Long non‑coding RNA BLACAT1 promotes the proliferation and invasion of glioma cells via Wnt/β‑catenin signaling

Abstract

Long non-coding RNAs (lncRNAs) are hypothesized to regulate numerous biological behaviors in human cancers. The present study aimed to explore the roles of lncRNA bladder cancer associated transcript 1 (BLACAT1) in glioma. The expression of BLACAT1 in glioma tissues and cell lines was determined by reverse transcription-quantitative polymerase chain reaction (RT-qPCR). CCK-8 assay, colony formation assay, wound healing assay and Transwell invasion assay were used to explore the roles of BLACAT1 in glioma cells.
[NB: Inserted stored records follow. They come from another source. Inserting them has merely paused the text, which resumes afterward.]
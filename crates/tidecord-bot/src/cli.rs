use clap::Parser;

#[derive(Parser, Debug)]
#[command(name = "tidecord-bot", about = "Tidecord demo bot")]
pub struct Args {
    /// Path to configuration file
    #[arg(short, long, default_value = "config/tidecord.toml")]
    pub config: String,

    /// Bot token (overrides config file and TIDECORD_TOKEN)
    #[arg(long)]
    pub token: Option<String>,
}
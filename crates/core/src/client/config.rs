//! Client configuration

use std::path::Path;

use serde::{Deserialize, Serialize};

use crate::account::AccountId;
use crate::cipher::BodyScheme;
use crate::error::{PulseError, PulseResult};
use crate::gateway::authorization::MAX_DURATION_DAYS;

/// Default decrypt authorization window in days
pub const DEFAULT_DECRYPT_WINDOW_DAYS: u64 = 7;

/// Default limit on encoded body size, equal to the on-chain limit
pub const DEFAULT_MAX_BODY_LEN: usize = 506;

#[derive(Debug, Clone, PartialEq, Eq, Serialize, Deserialize)]
#[serde(default)]
pub struct ClientConfig {
    /// Ledger the client talks to. Null means "use the backend's address".
    pub ledger_address: AccountId,
    pub decrypt_window_days: u64,
    pub body_scheme: BodyScheme,
    pub max_body_len: usize,
}

impl Default for ClientConfig {
    fn default() -> Self {
        Self {
            ledger_address: AccountId::NULL,
            decrypt_window_days: DEFAULT_DECRYPT_WINDOW_DAYS,
            body_scheme: BodyScheme::default(),
            max_body_len: DEFAULT_MAX_BODY_LEN,
        }
    }
}

impl ClientConfig {
    pub fn from_json_str(json: &str) -> PulseResult<Self> {
        let config: Self = serde_json::from_str(json)?;
        config.validate()?;
        Ok(config)
    }

    pub fn from_file(path: impl AsRef<Path>) -> PulseResult<Self> {
        let path = path.as_ref();
        let contents = std::fs::read_to_string(path).map_err(|e| {
            PulseError::Configuration(format!("cannot read {}: {}", path.display(), e))
        })?;
        Self::from_json_str(&contents)
    }

    pub fn validate(&self) -> PulseResult<()> {
        if !(1..=MAX_DURATION_DAYS).contains(&self.decrypt_window_days) {
            return Err(PulseError::Configuration(format!(
                "decrypt_window_days must be 1..={}, got {}",
                MAX_DURATION_DAYS, self.decrypt_window_days
            )));
        }
        if self.max_body_len == 0 {
            return Err(PulseError::Configuration("max_body_len must be positive".into()));
        }
        Ok(())
    }
}
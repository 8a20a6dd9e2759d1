//! Input Proof Verification
//!
//! A send carries an input proof from the key gateway: a list of attested
//! handles plus the gateway's ed25519 signature over
//! `sha256(INPUT_PROOF_DOMAIN || ledger || sender || handles)`.
//!
//! Signature checking is delegated to the native ed25519 program. The client
//! places an ed25519 verify instruction immediately before `send_message`;
//! this module reads it back through the instructions sysvar and confirms it
//! checked exactly the expected key, signature and digest.

use anchor_lang::prelude::*;
use anchor_lang::solana_program::instruction::Instruction;
use anchor_lang::solana_program::sysvar::instructions::{
    load_current_index_checked, load_instruction_at_checked,
};
use sha2::{Digest, Sha256};

use crate::instructions::PulseProgramError;

/// Native ed25519 signature verification program
pub const ED25519_PROGRAM_ID: Pubkey = pubkey!("Ed25519SigVerify111111111111111111111111111");

/// Domain separator for input-proof digests
pub const INPUT_PROOF_DOMAIN: &[u8] = b"PrivatePulse/input-proof/v1";

pub const HANDLE_SIZE: usize = 32;
pub const SIGNATURE_SIZE: usize = 64;
pub const PUBKEY_SIZE: usize = 32;

/// Offsets header of the ed25519 program: count (1) + padding (1)
const ED25519_OFFSETS_START: usize = 2;
/// One `Ed25519SignatureOffsets` entry: seven little-endian u16
const ED25519_OFFSETS_SIZE: usize = 14;
/// First byte after a single offsets entry
const ED25519_DATA_START: usize = ED25519_OFFSETS_START + ED25519_OFFSETS_SIZE;
/// Instruction index meaning "this instruction"
const CURRENT_INSTRUCTION: u16 = u16::MAX;

/// Parsed input proof
#[derive(Clone, Debug, PartialEq, Eq)]
pub struct InputProof {
    pub handles: Vec<[u8; HANDLE_SIZE]>,
    pub signature: [u8; SIGNATURE_SIZE],
}

impl InputProof {
    /// Parse from proof bytes
    /// Format: [n (1) | handles (n * 32) | signature (64)]
    pub fn from_bytes(bytes: &[u8]) -> Option<Self> {
        let (&count, rest) = bytes.split_first()?;
        let count = count as usize;
        if count == 0 || rest.len() != count * HANDLE_SIZE + SIGNATURE_SIZE {
            return None;
        }

        let (handle_bytes, sig_bytes) = rest.split_at(count * HANDLE_SIZE);
        let handles = handle_bytes
            .chunks_exact(HANDLE_SIZE)
            .map(|chunk| {
                let mut handle = [0u8; HANDLE_SIZE];
                handle.copy_from_slice(chunk);
                handle
            })
            .collect();
        let mut signature = [0u8; SIGNATURE_SIZE];
        signature.copy_from_slice(sig_bytes);

        Some(Self { handles, signature })
    }

    pub fn attests(&self, handle: &[u8; HANDLE_SIZE]) -> bool {
        self.handles.iter().any(|h| h == handle)
    }

    /// Digest the gateway signs
    pub fn digest(&self, ledger: &Pubkey, sender: &Pubkey) -> [u8; 32] {
        build_input_digest(ledger, sender, &self.handles)
    }
}

/// Build the digest signed for an input proof
///
/// Digest = sha256(domain || ledger || sender || handles)
pub fn build_input_digest(ledger: &Pubkey, sender: &Pubkey, handles: &[[u8; HANDLE_SIZE]]) -> [u8; 32] {
    let mut hasher = Sha256::new();
    hasher.update(INPUT_PROOF_DOMAIN);
    hasher.update(ledger.as_ref());
    hasher.update(sender.as_ref());
    for handle in handles {
        hasher.update(handle);
    }
    hasher.finalize().into()
}

/// Build the ed25519 program instruction that must precede `send_message`
pub fn new_ed25519_instruction(
    pubkey: &[u8; PUBKEY_SIZE],
    signature: &[u8; SIGNATURE_SIZE],
    message: &[u8],
) -> Instruction {
    let public_key_offset = ED25519_DATA_START;
    let signature_offset = public_key_offset + PUBKEY_SIZE;
    let message_offset = signature_offset + SIGNATURE_SIZE;

    let mut data = Vec::with_capacity(message_offset + message.len());
    data.push(1); // num_signatures
    data.push(0); // padding
    for value in [
        signature_offset as u16,
        CURRENT_INSTRUCTION,
        public_key_offset as u16,
        CURRENT_INSTRUCTION,
        message_offset as u16,
        message.len() as u16,
        CURRENT_INSTRUCTION,
    ] {
        data.extend_from_slice(&value.to_le_bytes());
    }
    data.extend_from_slice(pubkey);
    data.extend_from_slice(signature);
    data.extend_from_slice(message);

    Instruction {
        program_id: ED25519_PROGRAM_ID,
        accounts: vec![],
        data,
    }
}

/// Check that `ix` is an ed25519 verification of exactly one
/// `(pubkey, signature, message)` triple, all carried inline
pub fn check_ed25519_instruction(
    ix: &Instruction,
    pubkey: &[u8; PUBKEY_SIZE],
    signature: &[u8; SIGNATURE_SIZE],
    message: &[u8],
) -> Result<()> {
    require_keys_eq!(ix.program_id, ED25519_PROGRAM_ID, PulseProgramError::InvalidProof);

    let data = &ix.data;
    require!(
        data.len() >= ED25519_DATA_START && data[0] == 1,
        PulseProgramError::InvalidProof
    );

    let field = |i: usize| -> u16 {
        let at = ED25519_OFFSETS_START + i * 2;
        u16::from_le_bytes([data[at], data[at + 1]])
    };
    let signature_offset = field(0) as usize;
    let public_key_offset = field(2) as usize;
    let message_offset = field(4) as usize;
    let message_size = field(5) as usize;

    // Data must come from the ed25519 instruction itself
    require!(
        field(1) == CURRENT_INSTRUCTION
            && field(3) == CURRENT_INSTRUCTION
            && field(6) == CURRENT_INSTRUCTION,
        PulseProgramError::InvalidProof
    );

    let slice = |offset: usize, len: usize| data.get(offset..offset.checked_add(len)?);
    let found_pubkey = slice(public_key_offset, PUBKEY_SIZE).ok_or(PulseProgramError::InvalidProof)?;
    let found_signature = slice(signature_offset, SIGNATURE_SIZE).ok_or(PulseProgramError::InvalidProof)?;
    let found_message = slice(message_offset, message_size).ok_or(PulseProgramError::InvalidProof)?;

    require!(
        found_pubkey == pubkey.as_slice()
            && found_signature == signature.as_slice()
            && found_message == message,
        PulseProgramError::InvalidProof
    );
    Ok(())
}

/// Verify an input proof against the instruction preceding this one
pub fn verify_input_proof(
    instructions_sysvar: &AccountInfo,
    input_verifier: &Pubkey,
    ledger: &Pubkey,
    sender: &Pubkey,
    proof: &InputProof,
) -> Result<()> {
    let current = load_current_index_checked(instructions_sysvar)?;
    require!(current > 0, PulseProgramError::InvalidProof);
    let previous = load_instruction_at_checked(current as usize - 1, instructions_sysvar)?;

    let digest = proof.digest(ledger, sender);
    check_ed25519_instruction(&previous, &input_verifier.to_bytes(), &proof.signature, &digest)
}
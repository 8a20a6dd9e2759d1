//! Signed decrypt authorizations
//!
//! A requester asks the gateway for clear values by signing an
//! [`AuthorizationMessage`] with their wallet. The message names the transport
//! key the response is sealed to, the ledgers it applies to and a validity
//! window in whole days.

use serde::{Deserialize, Serialize};
use sha2::{Digest, Sha256};

use crate::account::{AccountId, Wallet};
use crate::error::GatewayError;

/// Domain string every authorization must carry
pub const AUTHORIZATION_DOMAIN: &str = "PrivatePulse/user-decrypt/v1";

pub const SECONDS_PER_DAY: u64 = 86_400;

/// Longest validity window a requester may ask for
pub const MAX_DURATION_DAYS: u64 = 365;

#[derive(Debug, Clone, PartialEq, Eq, Serialize, Deserialize)]
pub struct AuthorizationMessage {
    pub domain: String,
    /// Transport public key the response is sealed to
    pub public_key: [u8; 32],
    pub contract_addresses: Vec<AccountId>,
    pub start_timestamp: u64,
    pub duration_days: u64,
}

impl AuthorizationMessage {
    pub fn new(
        public_key: [u8; 32],
        contract_addresses: Vec<AccountId>,
        start_timestamp: u64,
        duration_days: u64,
    ) -> Self {
        Self {
            domain: AUTHORIZATION_DOMAIN.to_string(),
            public_key,
            contract_addresses,
            start_timestamp,
            duration_days,
        }
    }

    /// Digest the requester signs
    pub fn signing_digest(&self) -> [u8; 32] {
        let mut hasher = Sha256::new();
        hasher.update((self.domain.len() as u64).to_le_bytes());
        hasher.update(self.domain.as_bytes());
        hasher.update(self.public_key);
        hasher.update((self.contract_addresses.len() as u64).to_le_bytes());
        for contract in &self.contract_addresses {
            hasher.update(contract.as_bytes());
        }
        hasher.update(self.start_timestamp.to_le_bytes());
        hasher.update(self.duration_days.to_le_bytes());
        hasher.finalize().into()
    }

    pub fn sign(self, wallet: &Wallet) -> UserDecryptRequest {
        let signature = wallet.sign(&self.signing_digest()).to_vec();
        UserDecryptRequest {
            message: self,
            requester: wallet.account(),
            signature,
        }
    }

    /// End of the validity window (exclusive)
    pub fn expires_at(&self) -> u64 {
        self.start_timestamp
            .saturating_add(self.duration_days.saturating_mul(SECONDS_PER_DAY))
    }

    pub fn is_valid_at(&self, now: u64) -> bool {
        self.start_timestamp <= now && now < self.expires_at()
    }

    pub fn covers(&self, contract: &AccountId) -> bool {
        self.contract_addresses.contains(contract)
    }

    fn check_shape(&self) -> Result<(), GatewayError> {
        if self.domain != AUTHORIZATION_DOMAIN {
            return Err(GatewayError::InvalidAuthorization(format!(
                "unexpected domain {:?}",
                self.domain
            )));
        }
        if !(1..=MAX_DURATION_DAYS).contains(&self.duration_days) {
            return Err(GatewayError::InvalidAuthorization(format!(
                "duration must be 1..={} days, got {}",
                MAX_DURATION_DAYS, self.duration_days
            )));
        }
        if self.contract_addresses.is_empty() {
            return Err(GatewayError::InvalidAuthorization("no contracts listed".into()));
        }
        Ok(())
    }
}

/// An authorization signed by the requester's wallet
#[derive(Debug, Clone, PartialEq, Eq, Serialize, Deserialize)]
pub struct UserDecryptRequest {
    pub message: AuthorizationMessage,
    pub requester: AccountId,
    pub signature: Vec<u8>,
}

impl UserDecryptRequest {
    /// Check shape, signature and validity window at `now`
    ///
    /// Per-handle checks (contract coverage, ACL) are the gateway's job.
    pub fn verify(&self, now: u64) -> Result<(), GatewayError> {
        self.message.check_shape()?;

        let signature: &[u8; 64] = self
            .signature
            .as_slice()
            .try_into()
            .map_err(|_| GatewayError::Unauthorized)?;
        if !self.requester.verify(&self.message.signing_digest(), signature) {
            return Err(GatewayError::Unauthorized);
        }

        if !self.message.is_valid_at(now) {
            return Err(GatewayError::Expired);
        }
        Ok(())
    }
}
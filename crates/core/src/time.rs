//! Ledger and gateway clocks
//!
//! Timestamps are unix seconds. The ledger stamps records with its clock and
//! the gateway checks authorization windows against its own.

use std::sync::atomic::{AtomicU64, Ordering};
use std::time::{SystemTime, UNIX_EPOCH};

/// Source of the current time in unix seconds
pub trait Clock: Send + Sync {
    fn now(&self) -> u64;
}

/// Wall clock
#[derive(Debug, Default, Clone, Copy)]
pub struct SystemClock;

impl Clock for SystemClock {
    fn now(&self) -> u64 {
        SystemTime::now()
            .duration_since(UNIX_EPOCH)
            .map(|d| d.as_secs())
            .unwrap_or(0)
    }
}

/// Manually driven clock for deterministic tests and simulations
#[derive(Debug, Default)]
pub struct ManualClock {
    now: AtomicU64,
}

impl ManualClock {
    pub fn new(start: u64) -> Self {
        Self {
            now: AtomicU64::new(start),
        }
    }

    pub fn set(&self, now: u64) {
        self.now.store(now, Ordering::SeqCst);
    }

    pub fn advance(&self, secs: u64) {
        self.now.fetch_add(secs, Ordering::SeqCst);
    }
}

impl Clock for ManualClock {
    fn now(&self) -> u64 {
        self.now.load(Ordering::SeqCst)
    }
}
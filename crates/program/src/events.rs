//! Program events

use anchor_lang::prelude::*;

/// Emitted once per stored message
#[event]
pub struct MessageSent {
    pub id: u64,
    pub sender: Pubkey,
    pub recipient: Pubkey,
    pub timestamp: i64,
    pub body: String,
}

/// Emitted when the ledger is created
#[event]
pub struct LedgerInitialized {
    pub authority: Pubkey,
    pub input_verifier: Pubkey,
}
RT-qPCR and western blot analysis were used to determine the BLACAT1 molecular mechanism. The findings demonstrated that lncRNA BLACAT1 was overexpressed in glioma tissues and cell lines. High BLACAT1 expression was correlated with high tumor grade in glioma patients. Functional assays determined that BLACAT1 promoted glioma cell proliferation, migration, invasion and epithelial-mesenchymal transition in vitro. In addition, it was demonstrated that BLACAT1 activated the Wnt/beta-catenin signaling pathway. In conclusion, BLACAT1 may serve as an oncogenic lncRNA in glioma progression via activation of the Wnt/beta-catenin signaling pathway. Therefore, BLACAT1 may be a novel therapeutic target for glioma treatment.